Force set for costly legal battle over axing

15 August 2017 - 07:38 By Reuters
Nick Cummins of the Force and Akona Ndungane of the Bulls contest for the ball. File photo
Nick Cummins of the Force and Akona Ndungane of the Bulls contest for the ball. File photo

The Western Force have lodged a court appeal against their axing from Super Rugby, setting up a potentially costly legal showdown that the cash-strapped Australian Rugby Union can ill afford.

ARU announced its intention to cull the Perth-based Force on Friday after committing to fielding only four sides from next season as Super Rugby contracts to 15 teams from 18.

However, the governing body for rugby in Western Australia, Rugby WA, yesterday lodged an appeal in the Supreme Court of New South Wales.
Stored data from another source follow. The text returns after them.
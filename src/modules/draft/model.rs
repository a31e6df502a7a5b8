use serde::{Deserialize, Serialize};

use crate::api::error::SystemError;
use crate::constants::MAX_LISTING_IMAGES;
use crate::modules::{
    listing::{
        model::NewListing,
        schema::{Listing, OwnerType, PropertyType, TenantType},
    },
    media::model::PendingFile,
};

#[derive(Debug, Clone, Copy, PartialEq, Eq, Default)]
pub enum DraftState {
    #[default]
    Empty,
    Editing,
    Saving,
    Saved,
}

/// Editable listing attributes, as a form holds them.
#[derive(Debug, Clone, PartialEq, Default, Serialize, Deserialize)]
pub struct ListingForm {
    pub title: String,
    pub location: String,
    pub price: i64,
    pub property_type: PropertyType,
    pub tenant_type: TenantType,
    pub owner_type: OwnerType,
    pub contact_number: String,
    pub description: String,
}

impl ListingForm {
    pub fn from_listing(listing: &Listing) -> Self {
        Self {
            title: listing.title.clone(),
            location: listing.location.clone(),
            price: listing.price,
            property_type: listing.property_type,
            tenant_type: listing.tenant_type,
            owner_type: listing.owner_type,
            contact_number: listing.contact_number.clone(),
            description: listing.description.clone().unwrap_or_default(),
        }
    }

    /// Applies one raw input value by field name.
    ///
    /// `price` parses leniently (blank or garbage becomes 0) but never goes
    /// negative. Enum fields accept only their exact literals. On error the
    /// form is unchanged.
    pub fn set_field(&mut self, name: &str, value: &str) -> Result<(), SystemError> {
        match name {
            "title" => self.title = value.to_string(),
            "location" => self.location = value.to_string(),
            "contact_number" => self.contact_number = value.to_string(),
            "description" => self.description = value.to_string(),
            "price" => {
                let price = value.trim().parse::<f64>().ok().filter(|p| p.is_finite()).unwrap_or(0.0);
                if price < 0.0 {
                    return Err(SystemError::bad_request("Price cannot be negative"));
                }
                self.price = price.trunc() as i64;
            }
            "property_type" => self.property_type = value.parse()?,
            "tenant_type" => self.tenant_type = value.parse()?,
            "owner_type" => self.owner_type = value.parse()?,
            other => {
                return Err(SystemError::bad_request(format!("Unknown field '{other}'")));
            }
        }
        Ok(())
    }

    pub fn missing_required(&self) -> Vec<&'static str> {
        let mut missing = Vec::new();
        if self.title.is_empty() {
            missing.push("title");
        }
        if self.location.is_empty() {
            missing.push("location");
        }
        if self.contact_number.is_empty() {
            missing.push("contact_number");
        }
        missing
    }

    pub fn validate(&self) -> Result<(), SystemError> {
        let missing = self.missing_required();
        if !missing.is_empty() {
            return Err(SystemError::bad_request(format!(
                "Please fill in all required fields: {}",
                missing.join(", ")
            )));
        }
        if self.price < 0 {
            return Err(SystemError::bad_request("Price cannot be negative"));
        }
        Ok(())
    }

    pub fn to_new_listing(&self, images: Vec<String>) -> NewListing {
        NewListing {
            title: self.title.clone(),
            location: self.location.clone(),
            price: self.price,
            property_type: self.property_type,
            tenant_type: self.tenant_type,
            owner_type: self.owner_type,
            contact_number: self.contact_number.clone(),
            images,
            description: Some(self.description.clone()).filter(|d| !d.is_empty()),
        }
    }
}

/// One edit session's unsaved state.
#[derive(Debug, Clone, Default)]
pub struct Draft {
    pub form: ListingForm,
    pending_files: Vec<PendingFile>,
    existing_image_urls: Vec<String>,
}

impl Draft {
    pub fn from_listing(listing: &Listing) -> Self {
        Self {
            form: ListingForm::from_listing(listing),
            pending_files: Vec::new(),
            existing_image_urls: listing.images.clone(),
        }
    }

    pub fn pending_files(&self) -> &[PendingFile] {
        &self.pending_files
    }

    pub fn existing_image_urls(&self) -> &[String] {
        &self.existing_image_urls
    }

    pub fn total_images(&self) -> usize {
        self.pending_files.len() + self.existing_image_urls.len()
    }

    /// All-or-nothing append.
    pub fn add_files(&mut self, files: Vec<PendingFile>) -> Result<(), SystemError> {
        let attempted = self.total_images() + files.len();
        if attempted > MAX_LISTING_IMAGES {
            return Err(SystemError::TooManyImages { limit: MAX_LISTING_IMAGES, attempted });
        }
        self.pending_files.extend(files);
        Ok(())
    }

    pub fn remove_pending_file(&mut self, index: usize) -> Option<PendingFile> {
        (index < self.pending_files.len()).then(|| self.pending_files.remove(index))
    }

    pub fn remove_existing_image(&mut self, index: usize) -> Option<String> {
        (index < self.existing_image_urls.len()).then(|| self.existing_image_urls.remove(index))
    }

    /// Existing images first, then freshly uploaded ones.
    pub fn merged_images(&self, uploaded: Vec<String>) -> Vec<String> {
        let mut images = Vec::with_capacity(self.existing_image_urls.len() + uploaded.len());
        images.extend(self.existing_image_urls.iter().cloned());
        images.extend(uploaded);
        images
    }
}

#[cfg(test)]
mod tests {
    use super::*;

    fn photo(name: &str) -> PendingFile {
        PendingFile::new(name, vec![1])
    }

    #[test]
    fn blank_form_defaults() {
        let form = ListingForm::default();
        assert_eq!(form.property_type.as_str(), "1 BHK");
        assert_eq!(form.tenant_type.as_str(), "Bachelor");
        assert_eq!(form.owner_type.as_str(), "Direct Owner");
        assert_eq!(form.price, 0);
        assert_eq!(form.missing_required(), ["title", "location", "contact_number"]);
    }

    #[test]
    fn set_field_parses_price_and_literals() {
        let mut form = ListingForm::default();
        form.set_field("price", "15000.75").unwrap();
        assert_eq!(form.price, 15000);
        form.set_field("price", "abc").unwrap();
        assert_eq!(form.price, 0);
        assert!(form.set_field("price", "-5").is_err());
        assert_eq!(form.price, 0);

        form.set_field("tenant_type", "Working professionals").unwrap();
        assert_eq!(form.tenant_type, TenantType::WorkingProfessionals);
        assert!(form.set_field("owner_type", "Broker").is_err());
        assert_eq!(form.owner_type, OwnerType::DirectOwner);
        assert!(form.set_field("owner_id", "someone").is_err());
    }

    #[test]
    fn empty_description_is_not_stored() {
        let mut form = ListingForm::default();
        assert_eq!(form.to_new_listing(vec![]).description, None);
        form.description = "Near metro".into();
        assert_eq!(form.to_new_listing(vec![]).description.as_deref(), Some("Near metro"));
    }

    #[test]
    fn add_files_is_all_or_nothing() {
        let mut draft = Draft::default();
        draft.add_files((0..8).map(|i| photo(&format!("{i}.jpg"))).collect()).unwrap();

        let err = draft.add_files(vec![photo("a.jpg"), photo("b.jpg"), photo("c.jpg")]).unwrap_err();
        assert!(matches!(err, SystemError::TooManyImages { limit: 10, attempted: 11 }));
        assert_eq!(draft.pending_files().len(), 8);

        draft.add_files(vec![photo("a.jpg"), photo("b.jpg")]).unwrap();
        assert_eq!(draft.total_images(), 10);
        assert!(draft.add_files(vec![photo("c.jpg")]).is_err());
        draft.add_files(Vec::new()).unwrap();
    }

    #[test]
    fn removal_out_of_range_is_a_no_op() {
        let mut draft = Draft::default();
        draft.add_files(vec![photo("a.jpg"), photo("b.jpg")]).unwrap();

        assert!(draft.remove_pending_file(5).is_none());
        assert!(draft.remove_existing_image(0).is_none());
        assert_eq!(draft.remove_pending_file(0).map(|f| f.file_name).as_deref(), Some("a.jpg"));
        assert_eq!(draft.pending_files()[0].file_name, "b.jpg");
    }
}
The case is to be heard on August 23.

Earlier yesterday a spokesman for the Force and Rugby WA said the team had won an injunction order to prevent ARU from moving to shut down the team but the Supreme Court's media department said no such injunction had been granted.

Billionaire mining magnate Andrew Forrest, who has publicly backed the Force and warned ARU that he would be first in line to fight any decision to axe the side, was named in the court order.

"We won," local media quoted Forrest as saying.

"It is one small, moral victory in the long battle to save this great team but it is a good one to have over those who have shown total ruthlessness towards the players and the proud rugby community that stands behind them."

ARU declined to comment.

The union had said in April it would cut either the Force or the Melbourne Rebels because of economic pressures and concerns about the competitiveness of the Australian teams.

The battle over the Force's future threatens to disrupt governing Sanzaar's plans for the new Super Rugby season and overshadow the Wallabies' Rugby Championship campaign.

Sanzaar was proceeding under the assumption the competition would have 15 teams next season, a spokesman said.

The Force went into arbitration with ARU two weeks ago, seeking to stave off their axing by arguing they had signed an alliance agreement that guaranteed them Super Rugby until the end of the current broadcasting deal in 2020.

But the arbitrator found in favour of ARU, who contended that, with the competition contracting by three teams, a new broadcast agreement would be in place for 2018.

Against a background of widespread dissatisfaction with the 18-team format, Sanzaar earlier this year agreed to remove three sides from the competition. South Africa has already culled the Cheetahs and the Kings, who will move to play in the European Pro league.